Ermittlungen zum Zugunglück abgeschlossen

Vorarlberg

Ermittlungen zum Zugunglück abgeschlossen

Aus dem Bericht an die Staatsanwaltschaft Feldkirch geht hervor, dass der Notfallleiter der ÖBB-Leitstelle in Innsbruck über die beabsichtigte Spurensuche auf den Gleisanlagen informiert war. Den Schluss, dass daher ein interner Kommunikationsfehler zum verheerenden Unglück geführt hat, wollte Sicherheitsdirektor Elmar Marent am Dienstag gegenüber der APA aber nicht ziehen.

Unglück bei Besichtigung
Bei dem Zugunglück sind drei Menschen getötet worden. Polizeibeamte und Leichenbestatter untersuchten bei den Gleisanlagen zwischen Lochau und Bregenz einen Unfall, bei dem kurz vor 6.00 Uhr ein 18-Jähriger ums Leben gekommen war.
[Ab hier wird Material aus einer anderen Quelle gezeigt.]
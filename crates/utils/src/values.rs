use models::{Direction, Side};

/// Parses a money/quantity cell the way broker exports write them.
///
/// Handles currency symbols, thousands separators and accounting negatives
/// (`"(987.65)"`). Returns `None` when nothing numeric is left, so callers can
/// tell a real zero from garbage.
pub fn try_parse_number(value: &str) -> Option<f64> {
    let t = value.trim();
    if t.is_empty() || t == "--" {
        return None;
    }

    let negative_parens = t.contains('(') && t.ends_with(')');
    let chars: Vec<char> = t.replace('\u{2212}', "-").chars().collect();
    let cleaned: String = chars
        .iter()
        .enumerate()
        .filter(|&(i, c)| c.is_ascii_digit() || matches!(*c, '.' | '-' | '+') || is_exponent(&chars, i))
        .map(|(_, c)| *c)
        .collect();

    if cleaned.is_empty() || cleaned == "-" || cleaned == "+" || cleaned == "." {
        return None;
    }

    let n = cleaned.parse::<f64>().ok()?;
    if !n.is_finite() {
        return None;
    }
    Some(if negative_parens { -n.abs() } else { n })
}

/// An `e`/`E` between a digit and an (optionally signed) digit, as in `1.5E+3`.
fn is_exponent(chars: &[char], i: usize) -> bool {
    if !matches!(chars[i], 'e' | 'E') || i == 0 || !chars[i - 1].is_ascii_digit() {
        return false;
    }
    match chars.get(i + 1) {
        Some(c) if c.is_ascii_digit() => true,
        Some('+' | '-') => chars.get(i + 2).is_some_and(|c| c.is_ascii_digit()),
        _ => false,
    }
}

/// Never fails: unparseable cells become 0 so one bad cell cannot abort a row.
pub fn parse_number(value: &str) -> f64 {
    try_parse_number(value).unwrap_or(0.0)
}

/// Reads a side/direction cell. `None` means the cell gave no usable hint.
pub fn infer_direction(value: &str) -> Option<Direction> {
    let v = value.trim().to_lowercase();
    if v.is_empty() {
        return None;
    }
    if v.contains("sell") || v.contains("short") || matches!(v.as_str(), "s" | "sld" | "ss" | "sl") {
        return Some(Direction::Short);
    }
    if v.contains("buy") || v.contains("long") || v.contains("cover") || matches!(v.as_str(), "b" | "bot" | "bt" | "l") {
        return Some(Direction::Long);
    }
    None
}

/// Anything that is not recognisably a sell/short reads as long.
pub fn parse_direction(value: &str) -> Direction {
    infer_direction(value).unwrap_or(Direction::Long)
}

pub fn infer_side(value: &str) -> Option<Side> {
    infer_direction(value).map(Side::from)
}

#[cfg(test)]
mod tests {
    use super::*;

    #[test]
    fn test_parse_number_currency_and_separators() {
        assert_eq!(parse_number("$1,234.56"), 1234.56);
        assert_eq!(parse_number("€ 2.5"), 2.5);
        assert_eq!(parse_number("  -42 "), -42.0);
        assert_eq!(parse_number("+7"), 7.0);
    }

    #[test]
    fn test_parse_number_accounting_negative() {
        assert_eq!(parse_number("(987.65)"), -987.65);
        assert_eq!(parse_number("$(50.00)"), -50.0);
    }

    #[test]
    fn test_parse_number_never_fails() {
        assert_eq!(parse_number(""), 0.0);
        assert_eq!(parse_number("abc"), 0.0);
        assert_eq!(parse_number("--"), 0.0);
        assert_eq!(try_parse_number("abc"), None);
        assert_eq!(try_parse_number("0"), Some(0.0));
    }

    #[test]
    fn test_parse_number_scientific_notation() {
        assert_eq!(try_parse_number("1e5"), Some(100000.0));
        assert_eq!(try_parse_number("1.5E+3"), Some(1500.0));
        assert_eq!(try_parse_number("-2.5e-2"), Some(-0.025));
        assert_eq!(parse_number("5 EUR"), 5.0);
        assert_eq!(parse_number("EUR 12.50"), 12.5);
    }

    #[test]
    fn test_parse_direction() {
        assert_eq!(parse_direction("Sell"), Direction::Short);
        assert_eq!(parse_direction("SHORT"), Direction::Short);
        assert_eq!(parse_direction("s"), Direction::Short);
        assert_eq!(parse_direction("Buy"), Direction::Long);
        assert_eq!(parse_direction(""), Direction::Long);
        assert_eq!(parse_direction("???"), Direction::Long);
    }

    #[test]
    fn test_infer_direction_reports_ambiguity() {
        assert_eq!(infer_direction(""), None);
        assert_eq!(infer_direction("Market"), None);
        assert_eq!(infer_direction("B"), Some(Direction::Long));
        assert_eq!(infer_side("SLD"), Some(Side::Sell));
        assert_eq!(infer_side("Buy to Cover"), Some(Side::Buy));
    }
}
Ein vorbeifahrender Eurocity-Zug erfasste eine 32-jährige Polizistin, einen 63-jährigen Kriminalbeamten und einen 47-jährigen Leichenbestatter. Alle drei wurden sofort getötet.

Ermittlungs-Ergebnisse
Der Rekonstruktion der Geschehnisse zufolge wurde der Notfallleiter der ÖBB-Leitstelle in Innsbruck um 9.44 Uhr über die beabsichtigte Spurensuche auf den Gleisanlagen informiert. Er verfügte daraufhin eine 30 km/h-Beschränkung, die auch von einem Regionalzug eingehalten wurde. Um 10.08 Uhr wurden die Ermittler und der Leichenbestatter von dem Schweizer Eurocity mit unverminderter Geschwindigkeit überrollt, der von München nach Zürich unterwegs war. Auf Grund der vorliegenden Funk- und Telefonauswertungen und der Einvernahmen ist laut Marent davon auszugehen, dass der Lokführer dieses Zugs nicht über die 30 km/h-Beschränkung in Kenntnis gesetzt worden war.

Kommunikationsfehler?
Bereits unmittelbar nach dem Bahnunfall deutete alles auf einen internen Kommunikationsfehler bei den ÖBB hin. "Das Gericht muss entscheiden, woran es wirklich gelegen hat", sagte nun Marent. Die internen Kommunikationsläufe im Bereich der ÖBB seien ausgewertet und analysiert worden und befänden sich im Unfallbericht an die Staatsanwaltschaft.

Staatsanwalt gibt sich bedeckt
Der Leitende Feldkircher Staatsanwalt Franz Pflanzner gab zu dem Fall vorerst keinen Kommentar ab. Er habe den Bericht der Sicherheitsdirektion bisher nicht gesehen, sagte Pflanzner am späten Nachmittag auf Anfrage. Auch über mögliche Anklage-Varianten im Falle eines menschlichen Fehlverhaltens wollte Pflanzner nicht spekulieren.

Mitarbeiter außer Dienst gestellt
ÖBB-Pressesprecher Rene Zumtobel bestätigte gegenüber der APA, dass ein Mitarbeiter der Leitstelle in Innsbruck weiter außer Dienst gestellt ist. Diese Maßnahme war bereits am Tag des Unfalls gesetzt worden. Falls ein menschliches Fehlverhalten vorliege, werde die Staatsanwaltschaft ein entsprechendes Verfahren eröffnen, sagte der Pressesprecher. ÖBB-intern würde es im Falle eines Fehlverhaltens ein Disziplinarverfahren geben, ein solches sei aber im Moment noch nicht eingeleitet worden. Die Konsequenzen eines Disziplinarverfahrens könnten von einer Geldstrafe bis hin zur Entlassung reichen.